On Monday, Oudea released a long-awaited revamp of his capital markets division to lukewarm applause. Through a combination of growing advisory revenue by a modest 3% per annum and ripping out 450 million euros in costs, Oudea targets a return on equity above 10% by 2023.
Taking the mid-point of Oudea’s goals suggests the division would generate some 7.8 billion euros in revenue in over two years’ time. Subtract projected underlying costs of 5.6 billion euros and tax the remainder at SocGen’s 24% rate, and that suggests net income of 1.7 billion euros. That would equate to a healthy-enough 11% return on equity, using the division’s average allocated capital over the past three years, well ahead of the sub-1% ROE in 2020 after losses at the cornerstone equities derivatives unit.

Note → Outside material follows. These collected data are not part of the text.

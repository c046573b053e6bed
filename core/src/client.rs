use std::sync::Arc;

use anyhow::anyhow;
use http_web_client::ReqwestWebClient;
use log::{error, warn};
use loki_api::{
    decode_json, decode_matrix_or_streams, decode_vector_or_matrix, decode_vector_or_streams, decode_vector_response,
    normalize_selector, normalize_selector_with_log_line_filter, AggregateBy, ApiResponse, BuildInformation, Direction,
    LabelsResponse, LogDeletionRequest, LogStatistics, LogStream, LokiError, LokiTimestamp, MatrixOrStreams,
    PatternResponse, PrometheusDuration, PushRequest, QueryParams, StreamsResponse, VectorOrMatrix, VectorOrStreams,
    VectorSample, WebClient, WebResponse,
};

use crate::config::LokiConfig;

/// One async operation per endpoint of Loki's HTTP API.
///
/// Selectors may be given without curly braces, they are added where missing. If neither
/// `start`, `end` nor `since` is given, Loki queries the last 6 hours.
#[derive(Clone)]
pub struct LokiClient {
    web_client: Arc<dyn WebClient>,
    api_endpoint: String,
    internal_endpoint: String,
}

impl LokiClient {
    pub fn new(config: LokiConfig) -> Self {
        let web_client = ReqwestWebClient::new(config.authentication.clone());
        Self::with_web_client(&config, web_client)
    }

    pub fn with_web_client(config: &LokiConfig, web_client: impl WebClient + 'static) -> Self {
        LokiClient {
            web_client: Arc::new(web_client),
            api_endpoint: config.api_endpoint(),
            internal_endpoint: config.internal_endpoint(),
        }
    }

    /// `/query_range`, for log as well as metric queries. `step` is meant for metric queries and
    /// `interval` for log queries; both are sent if both are given.
    pub async fn range_query(
        &self,
        query: &str,
        start: Option<LokiTimestamp>,
        end: Option<LokiTimestamp>,
        since: Option<PrometheusDuration>,
        limit: Option<u32>,
        step: Option<PrometheusDuration>,
        interval: Option<PrometheusDuration>,
        direction: Option<Direction>,
    ) -> ApiResponse<MatrixOrStreams> {
        let mut params = QueryParams::with_time_range(Some(query), start, end, since);
        params.push_opt("limit", limit);
        params.push_opt("step", step);
        params.push_opt("interval", interval);
        params.push_opt("direction", direction.map(|direction| direction.api_value()));

        self.get(format!("{}/query_range", self.api_endpoint), params, decode_matrix_or_streams).await
    }

    /// `/query`, evaluates `query` at a single point in time.
    pub async fn instant_query(
        &self,
        query: &str,
        limit: Option<u32>,
        time: Option<LokiTimestamp>,
        direction: Option<Direction>,
    ) -> ApiResponse<VectorOrStreams> {
        let mut params = QueryParams::with_time_range(Some(query), None, None, None);
        params.push_opt("limit", limit);
        params.push_opt("time", time.map(|time| time.to_epoch_nanos_string()));
        params.push_opt("direction", direction.map(|direction| direction.api_value()));

        self.get(format!("{}/query", self.api_endpoint), params, decode_vector_or_streams).await
    }

    /// Pushes log lines. If `block_ingestion_until` is configured Loki answers with the
    /// configured `block_ingestion_status_code`, so anything in 200..=259 counts as accepted.
    pub async fn ingest_logs(&self, streams: Vec<LogStream>) -> ApiResponse<bool> {
        let body = match serde_json::to_string(&PushRequest { streams }) {
            Ok(body) => body,
            Err(e) => {
                let error = LokiError::Other(anyhow!("Failed to serialize push request: {}", e));
                return ApiResponse::request_failure(error);
            }
        };

        match self.web_client.post(format!("{}/push", self.api_endpoint), QueryParams::new(), Some(body)).await {
            Err(error) => ApiResponse::transport_failure(error),
            Ok(response) if (200..=259).contains(&response.status_code) => ApiResponse::success(response.status_code, true),
            Ok(response) => {
                warn!("Loki rejected pushed logs with status {}: {}", response.status_code, response.body);
                let status_code = response.status_code;
                let error = LokiError::UnexpectedStatus { status_code, body: response.body };
                ApiResponse::new(Some(status_code), false, Some(false), Some(error))
            }
        }
    }

    pub async fn query_labels(
        &self,
        query: Option<&str>,
        start: Option<LokiTimestamp>,
        end: Option<LokiTimestamp>,
        since: Option<PrometheusDuration>,
    ) -> ApiResponse<LabelsResponse> {
        let params = QueryParams::with_time_range(query, start, end, since);

        self.get(format!("{}/label", self.api_endpoint), params, decode_json).await
    }

    pub async fn query_label_values(
        &self,
        label: &str,
        query: Option<&str>,
        start: Option<LokiTimestamp>,
        end: Option<LokiTimestamp>,
        since: Option<PrometheusDuration>,
    ) -> ApiResponse<LabelsResponse> {
        let params = QueryParams::with_time_range(query, start, end, since);

        self.get(format!("{}/label/{}/values", self.api_endpoint, label), params, decode_json).await
    }

    /// `/series`: the label sets of all streams matching `query`.
    pub async fn query_streams(
        &self,
        query: &str,
        start: Option<LokiTimestamp>,
        end: Option<LokiTimestamp>,
        since: Option<PrometheusDuration>,
    ) -> ApiResponse<StreamsResponse> {
        let mut params = QueryParams::with_time_range(None, start, end, since);
        params.push("match[]", normalize_selector(query));

        self.get(format!("{}/series", self.api_endpoint), params, decode_json).await
    }

    /// `/index/stats`: an estimate of streams, chunks, entries and bytes `query` resolves to.
    /// Ingester data is not included.
    pub async fn query_log_statistics(
        &self,
        query: &str,
        start: Option<LokiTimestamp>,
        end: Option<LokiTimestamp>,
        since: Option<PrometheusDuration>,
    ) -> ApiResponse<LogStatistics> {
        let params = QueryParams::with_time_range(Some(query), start, end, since);

        self.get(format!("{}/index/stats", self.api_endpoint), params, decode_json).await
    }

    /// `/index/volume`: volume per label or label-value combination, aggregated over the whole
    /// window.
    pub async fn query_index_volume(
        &self,
        query: &str,
        start: Option<LokiTimestamp>,
        end: Option<LokiTimestamp>,
        since: Option<PrometheusDuration>,
        limit: Option<u32>,
        target_labels: Option<&[String]>,
        aggregate_by: Option<AggregateBy>,
    ) -> ApiResponse<Vec<VectorSample>> {
        let mut params = QueryParams::with_time_range(Some(query), start, end, since);
        params.push_opt("limit", limit);
        params.push_opt("targetLabels", target_labels.map(|labels| labels.join(",")));
        params.push_opt("aggregateBy", aggregate_by.map(|aggregate_by| aggregate_by.api_value()));

        self.get(format!("{}/index/volume", self.api_endpoint), params, decode_vector_response).await
    }

    /// `/index/volume_range`: like [LokiClient::query_index_volume], but one data point per `step`.
    pub async fn query_index_volume_range(
        &self,
        query: &str,
        start: Option<LokiTimestamp>,
        end: Option<LokiTimestamp>,
        since: Option<PrometheusDuration>,
        limit: Option<u32>,
        step: Option<PrometheusDuration>,
        target_labels: Option<&[String]>,
        aggregate_by: Option<AggregateBy>,
    ) -> ApiResponse<VectorOrMatrix> {
        let mut params = QueryParams::with_time_range(Some(query), start, end, since);
        params.push_opt("limit", limit);
        params.push_opt("step", step);
        params.push_opt("targetLabels", target_labels.map(|labels| labels.join(",")));
        params.push_opt("aggregateBy", aggregate_by.map(|aggregate_by| aggregate_by.api_value()));

        self.get(format!("{}/index/volume_range", self.api_endpoint), params, decode_vector_or_matrix).await
    }

    /// Requires `pattern_ingester.enabled: true` on the server.
    pub async fn patterns_detection(
        &self,
        query: &str,
        start: Option<LokiTimestamp>,
        end: Option<LokiTimestamp>,
        since: Option<PrometheusDuration>,
        step: Option<PrometheusDuration>,
    ) -> ApiResponse<PatternResponse> {
        let mut params = QueryParams::with_time_range(Some(query), start, end, since);
        params.push_opt("step", step);

        self.get(format!("{}/patterns", self.api_endpoint), params, decode_json).await
    }

    /// Creates a delete request. `query` may end with a line filter like `|= "other"`.
    /// The body is `true` if Loki answered 204.
    pub async fn request_log_deletion(
        &self,
        query: &str,
        start: Option<LokiTimestamp>,
        end: Option<LokiTimestamp>,
        max_interval: Option<&str>,
    ) -> ApiResponse<bool> {
        let mut params = QueryParams::new();
        params.push("query", normalize_selector_with_log_line_filter(query));
        params.push_opt("start", start.map(|start| start.to_rfc3339()));
        params.push_opt("end", end.map(|end| end.to_rfc3339()));
        params.push_opt("max_interval", max_interval);

        let result = self.web_client.put(format!("{}/delete", self.api_endpoint), params, None).await;
        Self::no_content_response(result)
    }

    /// Processed and unprocessed delete requests. Cancelled ones are gone from Loki's storage.
    pub async fn list_log_deletion_requests(&self) -> ApiResponse<Vec<LogDeletionRequest>> {
        self.get(format!("{}/delete", self.api_endpoint), QueryParams::new(), decode_json).await
    }

    /// With `force` partially processed requests get cancelled too.
    pub async fn request_cancellation_of_delete_request(&self, request_id: &str, force: Option<bool>) -> ApiResponse<bool> {
        let mut params = QueryParams::new();
        params.push("request_id", request_id);
        params.push_opt("force", force);

        let result = self.web_client.delete(format!("{}/delete", self.api_endpoint), params).await;
        Self::no_content_response(result)
    }

    pub async fn get_build_information(&self) -> ApiResponse<BuildInformation> {
        self.get(format!("{}/status/buildinfo", self.api_endpoint), QueryParams::new(), decode_json).await
    }

    /// 200 once the instance accepts traffic.
    pub async fn ready(&self) -> ApiResponse<String> {
        self.get_internal("ready").await
    }

    pub async fn config(&self) -> ApiResponse<String> {
        self.get_internal("config").await
    }

    pub async fn services(&self) -> ApiResponse<String> {
        self.get_internal("services").await
    }

    pub async fn metrics(&self) -> ApiResponse<String> {
        self.get_internal("metrics").await
    }

    async fn get_internal(&self, endpoint: &str) -> ApiResponse<String> {
        let url = format!("{}/{}", self.internal_endpoint, endpoint);
        self.get(url, QueryParams::new(), |body: &str| Ok(body.to_string())).await
    }

    async fn get<T>(
        &self,
        url: String,
        params: QueryParams,
        decode: impl FnOnce(&str) -> Result<T, LokiError>,
    ) -> ApiResponse<T> {
        let result = self.web_client.get(url, params).await;
        Self::decode_response(result, decode)
    }

    fn decode_response<T>(
        result: Result<WebResponse, LokiError>,
        decode: impl FnOnce(&str) -> Result<T, LokiError>,
    ) -> ApiResponse<T> {
        match result {
            Err(error) => ApiResponse::transport_failure(error),
            Ok(response) if !response.is_success() => {
                warn!("Loki responded with status {}: {}", response.status_code, response.body);
                ApiResponse::unexpected_status(response)
            }
            Ok(response) => match decode(&response.body) {
                Ok(body) => ApiResponse::success(response.status_code, body),
                Err(error) => {
                    error!("Failed to decode response: {}", error);
                    ApiResponse::undecodable(response.status_code, error)
                }
            },
        }
    }

    fn no_content_response(result: Result<WebResponse, LokiError>) -> ApiResponse<bool> {
        match result {
            Err(error) => ApiResponse::transport_failure(error),
            Ok(response) if !response.is_success() => ApiResponse::unexpected_status(response),
            Ok(response) => ApiResponse::success(response.status_code, response.status_code == 204),
        }
    }
}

Still, Oudea’s belt-tightening is based on the debatable premise that SocGen can become more efficient and avoid losing revenue at the same time. Moreover, without specific numbers on risk-weighted assets, it’s hard to see to what extent Oudea plans to de-risk the volatile trading unit which blew up last year. A 2023 revenue goal of roughly 5 billion euros for the latter is only about 200 million euros less than its pre-pandemic top line, implying any restructuring will be relatively modest.
Lastly, Oudea’s aim of costs equating to around 71% of revenue by 2023 is already behind BNP, which reported a 65% efficiency ratio last year. True, the latter was flattered by booming capital markets revenue. But reaching 71% would still place SocGen broadly where BNP was before Covid-19.
A 3% rise in SocGen shares on Monday suggests investors think Oudea’s revamp is at least achievable. Still, shares trading at less than half tangible book value, versus BNP valued at three-quarters, imply the need for deeper repairs.